Saturday, September 03, 2005

A little more on Mudpuppy

Many thanks to those who sent condolences on Mudpuppy's death. He'd lived with me very nearly his whole life -- when I adopted him he was only 4 weeks old and didn't know how to eat solid food yet, though he figured that one out really fast and was a pretty good-sized cat his whole life (around 15 lbs). When he died he was 18 years old; if he'd been a human I would have been sending him off to college this month. Unless he'd joined a gang or become a rock star or a professional athlete, of course, in which case I'd be retiring so he could support me in my old age.

He was diagnosed with diabetes in January 1996, and from then until his death I gave him insulin shots twice a day, every day. Since the shots had to be 12 hours apart and timing was pretty critical, I had to get up early on weekends and holidays (though I often went back to bed, being very much Not A Morning Person), and if I went out with friends for a drink after work, I had to make sure I was home by 7:30 at the latest. "Gotta run! I need to go stick my cat with needles." The shots themselves didn't bother him a bit -- in fact, after the first few when he sensed that I was nervous, I don't think he even noticed them. With insulin and careful dietary management, diabetes is something pets can live with long-term -- Mudpup was a fabulous example of that. His quality of life was excellent; in the last couple of years he wasn't very active, and was bothered by arthritis in his hips/back legs, but he spent many happy hours napping in his bed or on the couch or sitting on my lap purring up a storm.

I am heartbroken to lose him, and I will miss him terribly. But I know that he had about as happy a life as a cat can ever hope for, and I'm glad I was able to give him that for so long. House pets have one job in life -- to love and be loved -- and that's a pretty lucky life to have.

7 comments:

Trista said...

I didn't get to comment on the first Mudpuppy email, but I wanted to extend my condolences. I, too, had a cat that I got while still too young to eat solid food and I nursed him through that and through his final illness a decade or so later. Pets have such a special place that it can be just as devastating to lose one as it would be to lose a (human)member of the family.

Patty said...

I am so sorry for your loss.

early hours of sky said...

Sending you good energy, T

LKD said...

Oh, Anne, I'm so sorry to read of your sad news. I was just watching CNN, reading the trailer that snakes constantly across the bottom of the screen and there was an item about how, geez, I wish I could recall the name of the group, but it was a national physicians group of some sort, that stated they felt the stress and trauma of being evacuated out of New Orleans was exacerbated for those folks who were forced to leave companion animals behind--rescuers would not allow them, in most cases, to take their pets with them. I specifically recall an image I saw a few days ago that I wish I hadn't seen of a fluffy little white dog that had put his paws up on a bus just as it was about to leave New Orleans and a cop picking him up so the bus could depart for Houston. I know that the lives of every human being had to be put first, but I also know that for those people who felt a deep connection with their pets that leaving those pets behind had to be absolutely devastating.

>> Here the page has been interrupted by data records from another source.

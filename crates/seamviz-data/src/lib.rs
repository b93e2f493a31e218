//! # Seamviz Data
//!
//! Delivery table ingestion for seamviz.
//!
//! Reads the delivery CSV, validates that the required columns are present
//! and hands the typed rows to the aggregation pipeline.

#![warn(missing_docs)]
#![warn(clippy::all)]
#![warn(clippy::pedantic)]
#![warn(clippy::nursery)]
#![allow(clippy::module_name_repetitions)]

pub mod loader;

pub use loader::*;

During the wild fires last year in California, I recall reading about a man who'd escaped his house but ran back in to save his dogs and didn't come back out. He and his dogs perished in the fire. I've always wondered if I'd be one of those people running back into the flames searching for my cat. In the end, none of these material possessions mean a damned thing to me. I wouldn't be grabbing for cherished books and photos as I ran out the door. I'd be on my hands and knees dragging my cat out from under my bed as the house burned down. I just don't think I could leave him behind.

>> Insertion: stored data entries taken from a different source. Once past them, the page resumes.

//! Load → aggregate → render orchestration.

use seamviz_common::{BowlerSummary, Result};
use seamviz_data::DeliveryLoader;
use seamviz_graphs::{AggregationConfig, ChartConfig, ChartRenderer, DeviationAggregator};
use std::path::PathBuf;
use tracing::info;

/// Everything one invocation needs: where to read, where to write, and the
/// aggregation and chart configuration.
#[derive(Debug, Clone)]
pub struct PipelineOptions {
    /// Path of the delivery CSV file.
    pub input: PathBuf,
    /// Path the chart PNG is written to.
    pub output: PathBuf,
    /// Aggregation configuration.
    pub aggregation: AggregationConfig,
    /// Chart configuration.
    pub chart: ChartConfig,
}

/// Runs the whole pipeline once. Each run is independent and recomputes
/// everything from the input file; on any error no chart is written.
///
/// Returns the bowler summary that was plotted.
///
/// # Errors
///
/// Propagates loader, aggregation and rendering errors unchanged; see
/// [`seamviz_common::SeamError`].
pub fn run<R: ChartRenderer>(
    options: &PipelineOptions,
    renderer: &R,
) -> Result<Vec<BowlerSummary>> {
    info!(input = %options.input.display(), "loading deliveries");
    let deliveries = DeliveryLoader::new(&options.input).load()?;

    info!(rows = deliveries.len(), "aggregating bowler deviations");
    let aggregator = DeviationAggregator::new(options.aggregation.clone());
    let summaries = aggregator.aggregate(&deliveries)?;

    info!(
        bowlers = summaries.len(),
        output = %options.output.display(),
        "rendering quadrant chart"
    );
    renderer.render_to_file(&options.chart, &summaries, &options.output)?;

    Ok(summaries)
}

I'm so sorry for your loss, Anne.

LKD said...

I forgot to add that I'm curious to know how on earth your cat ended up with a name like Mudpuppy. (smile)

Reb said...

Very sorry to hear -- yes, don't feel guilty about mourning the death of a pet, even at times like these. I was planning for the "happiest" news of my life (I was 9 months pregnant) when Clyde passed and I cried for weeks.

aimee said...

hi anne--so sorry to hear of your loss, but yes, as you mentioned--mudpuppy was loved and well taken care of (all those shots!)-- i am certain he left as a happy happy cat and he was lucky to have your kindness and warm home.